IN THE HIGH COURT OF KERALA AT ERNAKULAM

PRESENT

THE HONOURABLE MR.JUSTICE A.M.SHAFFIQUE

&

THE HONOURABLE MR. JUSTICE A.M.BABU

THURSDAY ,THE 24TH DAY OF JANUARY 2019 / 4TH MAGHA, 1940

Mat.Appeal.No. 322 of 2010

AGAINST THE JUDGMENT IN OP 245/2008 of FAMILY
COURT,THIRUVANANTHAPURUM DATED 31-03-2010

APPELLANTS/PETITIONERS:

1 BIBITHA FELIX, AGED 25 YEARS,D/O FELIX MIRANDA,
T.C.NO.6/329,KARIMANKULAM ROAD,
VATTIYOORKAVU,THIRUVANANTHAPURAM, REPRESENTED BY
HER SISTER AND P/A.HOLDER BEONA, D/O.FELIX MIRANDA, T.C.NO.6/329,KARIMANKULAM ROAD,VATTIYOORKAVU, THIRUVANANTHAPURAM, NOW RESIDING
AT MRITHYUNJAYA HOLISTIC CENTER,D-81, PARAYIL DEVI TEMPLE LANE,KURAVANKONAM, KOWDIAR,THIRUVANANTHAPURAM 695003.

2 BEONA AGED 21 YEARS, D/O.FELIX MIRANDA
T.C.NO.6/329,KARIMANKULAM
ROAD,VATTIYOORKAVU,THIRUVANANTHAPURAM, NOW RESIDING AT RESIDING AT MRITHYUNJAYA, HOLISTIC CENTER,D-81,PARAYIL DEVI TEMPLE LANE,,KURAVANKONAM, KOWDIAR, THIRUVANANTHAPURAM-695003.

BY ADVS.
DR.SEBASTIAN CHAMPAPPILLY
SMT.ANNIE GEORGE
SRI.M.P.RAJU
Mat.Appeal No.322/2010

RESPONDENTS/RESPONDENTS:
1 FELIX MIRANDA, AGED 60 YEARS,
S/O. MICHEAL MIRANDA, PERMANANT ADDRESS,
‘SHANTI BHAVAN,’, VETTUCAUD,
THIRUVANANTHAPURAM, AND PRESENTLY EMPLOYED AT SHARJAH AND HAVING THE ADDRESS P.O.BOX NO.430,SHARJAH, UAE.

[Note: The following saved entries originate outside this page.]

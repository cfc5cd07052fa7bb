//! Connection pool behavior: sharing, reconnection, heartbeats.

use std::sync::atomic::{AtomicU32, Ordering};
use std::sync::{Arc, Mutex};
use std::time::Duration;

use riptide::config::PoolConfig;
use riptide::domain::{ConnState, SubscriberId};
use riptide::error::ConnectionError;
use riptide::infrastructure::{ConnectionPool, StreamEvent};
use riptide::port::TransportFactory;
use riptide::testkit::transport::connect_refused;
use riptide::testkit::{config, ChannelTransport, ScriptedTransport};

/// A factory that builds a fresh [`ScriptedTransport`] per connection
/// attempt, sharing one connect counter across all of them.
fn counting_factory(
    build: impl Fn() -> ScriptedTransport + Send + Sync + 'static,
) -> (TransportFactory, Arc<AtomicU32>) {
    let connects = Arc::new(AtomicU32::new(0));
    let counter = Arc::clone(&connects);
    let factory: TransportFactory = Arc::new(move |_url| {
        let mut transport = build();
        transport.set_connect_count(Arc::clone(&counter));
        Box::new(transport)
    });
    (factory, connects)
}

/// A factory that hands out a single pre-built transport, then panics.
/// For tests where reconnection must not happen.
fn single_use_factory(transport: ChannelTransport) -> TransportFactory {
    let slot = Mutex::new(Some(transport));
    Arc::new(move |_url| {
        let transport = slot
            .lock()
            .unwrap()
            .take()
            .expect("transport requested twice");
        Box::new(transport)
    })
}

#[tokio::test]
async fn two_subscribers_share_one_physical_connection() {
    let (factory, connects) = counting_factory(ScriptedTransport::new);
    let pool = ConnectionPool::new(factory, config::pool(), config::reconnection());

    let a = pool.acquire("ws://feed", SubscriberId::new("a"));
    let b = pool.acquire("ws://feed", SubscriberId::new("b"));
    assert_eq!(pool.subscriber_count("ws://feed"), 2);

    tokio::time::sleep(Duration::from_millis(50)).await;
    assert_eq!(connects.load(Ordering::SeqCst), 1);
    assert_eq!(pool.stats().active_connections, 1);

    drop(a);
    assert_eq!(pool.subscriber_count("ws://feed"), 1);
    assert_eq!(pool.stats().active_connections, 1);

    drop(b);
    assert_eq!(pool.subscriber_count("ws://feed"), 0);
    assert_eq!(pool.stats().active_connections, 0);
}

#[tokio::test]
async fn distinct_urls_get_distinct_connections() {
    let (factory, connects) = counting_factory(ScriptedTransport::new);
    let pool = ConnectionPool::new(factory, config::pool(), config::reconnection());

    let _a = pool.acquire("ws://feed-1", SubscriberId::new("a"));
    let _b = pool.acquire("ws://feed-2", SubscriberId::new("a"));

    tokio::time::sleep(Duration::from_millis(50)).await;
    assert_eq!(connects.load(Ordering::SeqCst), 2);
    assert_eq!(pool.stats().active_connections, 2);
}

#[tokio::test]
async fn frames_fan_out_to_every_subscriber() {
    let (transport, remote) = ChannelTransport::pair();
    let pool = ConnectionPool::new(
        single_use_factory(transport),
        config::pool(),
        config::reconnection(),
    );

    let mut a = pool.acquire("ws://feed", SubscriberId::new("a"));
    let mut b = pool.acquire("ws://feed", SubscriberId::new("b"));

    // Both handles observe the connection coming up before any frame.
    wait_for_open(&mut a).await;
    wait_for_open(&mut b).await;

    remote.push_text(r#"{"room":"price:m1","content":{"price":"1.0"}}"#);

    assert_eq!(next_text(&mut a).await, r#"{"room":"price:m1","content":{"price":"1.0"}}"#);
    assert_eq!(next_text(&mut b).await, r#"{"room":"price:m1","content":{"price":"1.0"}}"#);
}

#[tokio::test]
async fn outbound_frames_reach_the_transport() {
    let (transport, remote) = ChannelTransport::pair();
    let pool = ConnectionPool::new(
        single_use_factory(transport),
        config::pool(),
        config::reconnection(),
    );

    let mut handle = pool.acquire("ws://feed", SubscriberId::new("a"));
    wait_for_open(&mut handle).await;

    handle.send(r#"{"join":"whale_feed"}"#).await.unwrap();
    tokio::time::sleep(Duration::from_millis(50)).await;
    assert_eq!(remote.sent(), vec![r#"{"join":"whale_feed"}"#.to_string()]);
}

#[tokio::test]
async fn remote_close_triggers_reconnect() {
    let (factory, connects) = counting_factory(|| {
        ScriptedTransport::new().with_frames(vec![riptide::port::TransportEvent::Closed {
            reason: "server restart".to_string(),
        }])
    });
    let pool = ConnectionPool::new(factory, config::pool(), config::reconnection());

    let mut handle = pool.acquire("ws://feed", SubscriberId::new("a"));

    // Every session closes immediately, so the worker burns through its
    // reconnect budget and gives up.
    let err = wait_for_failure(&mut handle).await;
    match err {
        ConnectionError::AttemptsExhausted { attempts, .. } => assert_eq!(attempts, 3),
        other => panic!("wrong error: {other}"),
    }
    assert!(connects.load(Ordering::SeqCst) > 1);
    assert!(pool.stats().reconnects >= 1);
}

#[tokio::test]
async fn failed_connects_exhaust_the_budget() {
    let (factory, connects) = counting_factory(|| {
        ScriptedTransport::new().with_connect_results(vec![Err(connect_refused("ws://feed"))])
    });
    let pool = ConnectionPool::new(factory, config::pool(), config::reconnection());

    let mut handle = pool.acquire("ws://feed", SubscriberId::new("a"));
    let err = wait_for_failure(&mut handle).await;
    assert!(matches!(err, ConnectionError::AttemptsExhausted { .. }));
    // Initial attempt plus the full reconnect budget.
    assert_eq!(connects.load(Ordering::SeqCst), 4);
}

#[tokio::test]
async fn acquire_after_exhaustion_respawns_the_worker() {
    let (factory, connects) = counting_factory(|| {
        ScriptedTransport::new().with_connect_results(vec![Err(connect_refused("ws://feed"))])
    });
    let pool = ConnectionPool::new(factory, config::pool(), config::reconnection());

    let mut first = pool.acquire("ws://feed", SubscriberId::new("a"));
    let err = wait_for_failure(&mut first).await;
    assert!(matches!(err, ConnectionError::AttemptsExhausted { .. }));
    assert_eq!(connects.load(Ordering::SeqCst), 4);

    // A later subscriber must not join the dead entry; it gets a fresh
    // worker with a fresh reconnect budget.
    let mut second = pool.acquire("ws://feed", SubscriberId::new("b"));
    let err = wait_for_failure(&mut second).await;
    assert!(matches!(err, ConnectionError::AttemptsExhausted { .. }));
    assert_eq!(connects.load(Ordering::SeqCst), 8);
}

#[tokio::test]
async fn clean_release_is_not_counted_as_reconnect() {
    let (transport, _remote) = ChannelTransport::pair();
    let pool = ConnectionPool::new(
        single_use_factory(transport),
        config::pool(),
        config::reconnection(),
    );

    let mut handle = pool.acquire("ws://feed", SubscriberId::new("a"));
    wait_for_open(&mut handle).await;
    drop(handle);

    tokio::time::sleep(Duration::from_millis(50)).await;
    assert_eq!(pool.stats().reconnects, 0);
}

#[tokio::test]
async fn unanswered_heartbeat_forces_reconnect() {
    let (factory, _connects) = counting_factory(|| ScriptedTransport::new().without_pongs());
    let pool_config = PoolConfig {
        heartbeat_interval_ms: 20,
        pong_timeout_ms: 10,
        ..config::pool()
    };
    let pool = ConnectionPool::new(factory, pool_config, config::reconnection());

    let _handle = pool.acquire("ws://feed", SubscriberId::new("a"));
    tokio::time::sleep(Duration::from_millis(300)).await;
    assert!(pool.stats().reconnects >= 1);
}

#[tokio::test]
async fn answered_heartbeats_keep_the_session_alive() {
    let (factory, _connects) = counting_factory(ScriptedTransport::new);
    let pool_config = PoolConfig {
        heartbeat_interval_ms: 20,
        pong_timeout_ms: 10,
        ..config::pool()
    };
    let pool = ConnectionPool::new(factory, pool_config, config::reconnection());

    let _handle = pool.acquire("ws://feed", SubscriberId::new("a"));
    tokio::time::sleep(Duration::from_millis(300)).await;
    assert_eq!(pool.stats().reconnects, 0);
}

async fn wait_for_open(handle: &mut riptide::infrastructure::StreamHandle) {
    loop {
        match handle.recv().await {
            Some(StreamEvent::State(ConnState::Open)) => return,
            Some(_) => {}
            None => panic!("stream ended before opening"),
        }
    }
}

async fn next_text(handle: &mut riptide::infrastructure::StreamHandle) -> String {
    loop {
        match handle.recv().await {
            Some(StreamEvent::Text(text)) => return text,
            Some(_) => {}
            None => panic!("stream ended before a text frame"),
        }
    }
}

async fn wait_for_failure(
    handle: &mut riptide::infrastructure::StreamHandle,
) -> ConnectionError {
    loop {
        match handle.recv().await {
            Some(StreamEvent::Failed(err)) => return err,
            Some(_) => {}
            None => panic!("stream ended without reporting failure"),
        }
    }
}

2 JUSTINA TEDDY AGED 53 YEARS
D/O.C.S. TEDDY, RESIDING AT MRITHYUNJAYA,,HOLISTIC CENTER, KOWDIAR, THIRUVANANTHAPURM-695003

BY ADVS.
SMT.ANN EMIL JOSEPH
SMT.K.R.RIJA
SMT.ZEENA S.FERNANDEZ
SRI.CELINE WILFRED
SRI.KURIAN ANTONY EDASSERY
SRI.M.P.M.ASLAMAMI.CURIAE
SRI.M.RETHEESH
SRI.SUMAN CHAKRAVARTHY

THIS MATRIMONIAL APPEAL HAVING BEEN FINALLY HEARD ON 15.11.2018, THE COURT ON 24.01.2019 DELIVERED THE FOLLOWING:
Mat.Appeal No.322/2010

JUDGMENT
Shaffique, J.

The appeal has been filed by the daughters of the respondents challenging judgment dated 31/3/2010 in OP No.245/2008 of the Family Court, Thiruvananthapuram. The appellants filed the Original Petition seeking past and future maintenance, educational expenses for the 2 nd petitioner and marriage expenses for the first petitioner and for other incidental reliefs. The Family Court partly decreed the petition directing the 1st respondent to pay maintenance to the 2 nd petitioner at the rate of `5,000/- per month from 3/3/2008 until she obtains employment or any other independent source of income or till she gets married, whichever is earlier. Other claims made by the petitioners were dismissed.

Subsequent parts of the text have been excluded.